# Why



## DiZ (May 15, 2012)

is it so hard for him to say I love you? Why does he dole them out like a stingy banker? Why can't he just put his arms around me without me hinting around? Why can't he just come into the bedroom, he knows I am upset, and put his arms around me instead of stubbornly sitting in the living room watching Wheel of Fortune? Just sayin...


----------



## Cosmos (May 4, 2012)

Stop hinting and expecting him to do these things, OP, and just tell him outright what your needs are. Instead of sitting alone in the bedroom feeling upset, go into the living room and tell him that you need a hug!

Have you read the 5 Love Languages with him? If not, it's worth a try.


----------



## EleGirl (Dec 3, 2011)

He's not a mind reader. Go sit next to him and tell him that you need for him to hold you.


----------



## waiwera (Sep 8, 2009)

I've found men don't respond well to hints. You have to tell them..straight up. 

When I need a hug i say " I need a hug" or I stand there with my arms WIDE open...till he comes and hugs me. If i'm sad and need attention I tell him..." I'm feeling a bit sad today I need you to hold me".
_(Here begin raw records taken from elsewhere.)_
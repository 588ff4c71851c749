use std::str::FromStr;
use std::time::Duration;

use anyhow::{bail, Context, Result};

/// Which `FleetStore` backend the service runs against.
#[derive(Debug, Clone, Copy, PartialEq, Eq)]
pub enum StoreBackend {
    Postgres,
    Memory,
}

impl FromStr for StoreBackend {
    type Err = anyhow::Error;

    fn from_str(s: &str) -> Result<Self> {
        match s.trim().to_ascii_lowercase().as_str() {
            "postgres" | "postgresql" => Ok(StoreBackend::Postgres),
            "memory" => Ok(StoreBackend::Memory),
            other => bail!("STORE_BACKEND must be 'postgres' or 'memory', got '{other}'"),
        }
    }
}

/// Application configuration loaded from environment variables.
/// Startup fails if a required variable is missing or malformed.
#[derive(Debug, Clone)]
pub struct Config {
    pub store_backend: StoreBackend,
    /// Required when `store_backend` is `Postgres`.
    pub database_url: Option<String>,
    pub database_max_connections: u32,
    pub port: u16,
    pub rust_log: String,
    /// Upper bound on one Day-Copy run.
    pub copy_timeout: Duration,
}

impl Config {
    pub fn from_env() -> Result<Self> {
        dotenvy::dotenv().ok(); // load .env if present; ignore if missing

        let store_backend: StoreBackend = optional_env("STORE_BACKEND")
            .unwrap_or_else(|| "postgres".to_string())
            .parse()?;

        let database_url = match store_backend {
            StoreBackend::Postgres => Some(require_env("DATABASE_URL")?),
            StoreBackend::Memory => optional_env("DATABASE_URL"),
        };

        Ok(Config {
            store_backend,
            database_url,
            database_max_connections: parse_env("DATABASE_MAX_CONNECTIONS", 10)?,
            port: parse_env("PORT", 8080)?,
            rust_log: optional_env("RUST_LOG").unwrap_or_else(|| "info".to_string()),
            copy_timeout: Duration::from_secs(parse_env("COPY_TIMEOUT_SECS", 15)?),
        })
    }

    /// Settings for tests: in-memory store, nothing read from the environment.
    #[cfg(test)]
    pub fn in_memory() -> Self {
        Config {
            store_backend: StoreBackend::Memory,
            database_url: None,
            database_max_connections: 1,
            port: 0,
            rust_log: "debug".to_string(),
            copy_timeout: Duration::from_secs(15),
        }
    }
}

fn require_env(key: &str) -> Result<String> {
    std::env::var(key).with_context(|| format!("Required environment variable '{key}' is not set"))
}

fn optional_env(key: &str) -> Option<String> {
    std::env::var(key).ok().filter(|v| !v.trim().is_empty())
}

fn parse_env<T>(key: &str, default: T) -> Result<T>
where
    T: FromStr,
    T::Err: std::error::Error + Send + Sync + 'static,
{
    match optional_env(key) {
        Some(raw) => raw
            .trim()
            .parse::<T>()
            .with_context(|| format!("{key} has an invalid value '{raw}'")),
        None => Ok(default),
    }
}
I've found with my hubby and most men...their so very happy to be there when we need them.. they love to be our hero or our rock. We just have to tell them. Don't expect him to mind read.


----------



## SpinDaddy (Nov 12, 2012)

You can also engage Pavlovian conditioning. When he says “I love you”, hugs you and engages in other desirable behaviors intimately reward him. Men are like dogs.


----------



## T&T (Nov 16, 2012)

waiwera said:


> I've found men don't respond well to hints. You have to tell them..straight up.
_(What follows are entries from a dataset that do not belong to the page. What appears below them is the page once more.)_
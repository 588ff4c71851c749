//! Axum route handlers for the fleet API.

use axum::{
    extract::{Path, Query, State},
    http::StatusCode,
    Json,
};
use chrono::NaiveDate;
use serde::{Deserialize, Serialize};
use uuid::Uuid;

use crate::errors::AppError;
use crate::fleet::copy_day::{copy_previous_day, CopyReport};
use crate::fleet::daily::{self, DailyRow, StatusUpdate};
use crate::fleet::observations::{self, ObservationPreview};
use crate::fleet::roster::{self, VehicleRequest, VehicleResponse};
use crate::fleet::summary::{load_summary, DaySummary};
use crate::fleet::timeline::{load_timeline, TimelineView};
use crate::identity::Identity;
use crate::models::calendar::YearMonth;
use crate::models::observation::DailyObservation;
use crate::models::status::StatusRecord;
use crate::models::vehicle::Vehicle;
use crate::state::AppState;

// ────────────────────────────────────────────────────────────────────────────
// Request / Response types
// ────────────────────────────────────────────────────────────────────────────

#[derive(Debug, Deserialize)]
pub struct SearchQuery {
    pub q: Option<String>,
}

#[derive(Debug, Deserialize)]
pub struct HistoryQuery {
    pub limit: Option<usize>,
}

#[derive(Debug, Deserialize)]
pub struct ObservationRequest {
    pub content: String,
}

#[derive(Debug, Serialize)]
pub struct DeletedResponse {
    pub date: NaiveDate,
    pub deleted: u64,
}

// ────────────────────────────────────────────────────────────────────────────
// Vehicles
// ────────────────────────────────────────────────────────────────────────────

/// GET /api/v1/vehicles
pub async fn handle_list_vehicles(
    State(state): State<AppState>,
) -> Result<Json<Vec<Vehicle>>, AppError> {
    Ok(Json(roster::load_roster(state.store.as_ref()).await?))
}

/// POST /api/v1/vehicles
pub async fn handle_create_vehicle(
    State(state): State<AppState>,
    identity: Option<Identity>,
    Json(request): Json<VehicleRequest>,
) -> Result<(StatusCode, Json<VehicleResponse>), AppError> {
    let created = roster::create_vehicle(state.store.as_ref(), identity.as_ref(), request).await?;
    Ok((StatusCode::CREATED, Json(created)))
}

/// PUT /api/v1/vehicles/:id
pub async fn handle_update_vehicle(
    State(state): State<AppState>,
    Path(id): Path<Uuid>,
    identity: Option<Identity>,
    Json(request): Json<VehicleRequest>,
) -> Result<Json<VehicleResponse>, AppError> {
    let updated =
        roster::update_vehicle(state.store.as_ref(), identity.as_ref(), id, request).await?;
    Ok(Json(updated))
}

/// DELETE /api/v1/vehicles/:id
pub async fn handle_delete_vehicle(
    State(state): State<AppState>,
    Path(id): Path<Uuid>,
    identity: Option<Identity>,
) -> Result<StatusCode, AppError> {
    roster::delete_vehicle(state.store.as_ref(), identity.as_ref(), id).await?;
    Ok(StatusCode::NO_CONTENT)
}

// ────────────────────────────────────────────────────────────────────────────
// Per-day statuses
// ────────────────────────────────────────────────────────────────────────────

/// GET /api/v1/days/:date/statuses?q=
pub async fn handle_daily_statuses(
    State(state): State<AppState>,
    Path(date): Path<NaiveDate>,
    Query(query): Query<SearchQuery>,
) -> Result<Json<Vec<DailyRow>>, AppError> {
    let rows = daily::load_daily_rows(state.store.as_ref(), date, query.q.as_deref()).await?;
    Ok(Json(rows))
}

/// PUT /api/v1/days/:date/statuses/:vehicle_id
pub async fn handle_record_status(
    State(state): State<AppState>,
    Path((date, vehicle_id)): Path<(NaiveDate, Uuid)>,
    identity: Option<Identity>,
    Json(update): Json<StatusUpdate>,
) -> Result<Json<StatusRecord>, AppError> {
    let record = daily::record_status(
        state.store.as_ref(),
        identity.as_ref(),
        vehicle_id,
        date,
        update,
    )
    .await?;
    Ok(Json(record))
}

/// DELETE /api/v1/days/:date/statuses
pub async fn handle_clear_day(
    State(state): State<AppState>,
    Path(date): Path<NaiveDate>,
    identity: Option<Identity>,
) -> Result<Json<DeletedResponse>, AppError> {
    let deleted = daily::clear_day(state.store.as_ref(), identity.as_ref(), date).await?;
    Ok(Json(DeletedResponse { date, deleted }))
}

/// POST /api/v1/days/:date/copy-previous
///
/// Bounded by `COPY_TIMEOUT_SECS`. A client that disconnects drops the
/// future, which rolls back the store transaction.
pub async fn handle_copy_previous_day(
    State(state): State<AppState>,
    Path(date): Path<NaiveDate>,
    identity: Option<Identity>,
) -> Result<Json<CopyReport>, AppError> {
    let timeout = state.config.copy_timeout;
    let report = tokio::time::timeout(
        timeout,
        copy_previous_day(state.store.as_ref(), date, identity.as_ref()),
    )
    .await
    .map_err(|_| {
        AppError::Timeout(format!(
            "copying statuses into {date} did not finish within {}s",
            timeout.as_secs()
        ))
    })??;
    Ok(Json(report))
}

/// GET /api/v1/days/:date/summary
pub async fn handle_day_summary(
    State(state): State<AppState>,
    Path(date): Path<NaiveDate>,
) -> Result<Json<DaySummary>, AppError> {
    Ok(Json(load_summary(state.store.as_ref(), date).await?))
}

// ────────────────────────────────────────────────────────────────────────────
// Observations
// ────────────────────────────────────────────────────────────────────────────

/// GET /api/v1/days/:date/observation
pub async fn handle_get_observation(
    State(state): State<AppState>,
    Path(date): Path<NaiveDate>,
) -> Result<Json<Option<DailyObservation>>, AppError> {
    Ok(Json(
        observations::get_observation(state.store.as_ref(), date).await?,
    ))
}

/// PUT /api/v1/days/:date/observation
pub async fn handle_save_observation(
    State(state): State<AppState>,
    Path(date): Path<NaiveDate>,
    identity: Option<Identity>,
    Json(request): Json<ObservationRequest>,
) -> Result<Json<DailyObservation>, AppError> {
    let saved = observations::save_observation(
        state.store.as_ref(),
        identity.as_ref(),
        date,
        request.content,
    )
    .await?;
    Ok(Json(saved))
}

/// GET /api/v1/observations?limit=
pub async fn handle_observation_history(
    State(state): State<AppState>,
    Query(query): Query<HistoryQuery>,
) -> Result<Json<Vec<ObservationPreview>>, AppError> {
    Ok(Json(
        observations::observation_history(state.store.as_ref(), query.limit).await?,
    ))
}

// ────────────────────────────────────────────────────────────────────────────
// Timeline
// ────────────────────────────────────────────────────────────────────────────

/// GET /api/v1/timeline/:month
pub async fn handle_timeline(
    State(state): State<AppState>,
    Path(month): Path<String>,
) -> Result<Json<TimelineView>, AppError> {
    let month: YearMonth = month
        .parse()
        .map_err(|e| AppError::Validation(format!("{e}; expected YYYY-MM")))?;
    Ok(Json(load_timeline(state.store.as_ref(), month).await?))
}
And after, look us straight in the eyes and say "Did you get that!" lol


----------



## DiZ (May 15, 2012)

Cosmos said:


> Stop hinting and expecting him to do these things, OP, and just tell him outright what your needs are. Instead of sitting alone in the bedroom feeling upset, go into the living room and tell him that you need a hug!
> 
> Have you read the 5 Love Languages with him? If not, it's worth a try.


You don't think I've done that? It's ok for a day or so and then slips right back.


----------



## DiZ (May 15, 2012)

SpinDaddy said:


> You can also engage Pavlovian conditioning. When he says “I love you”, hugs you and engages in other desirable behaviors intimately reward him. Men are like dogs.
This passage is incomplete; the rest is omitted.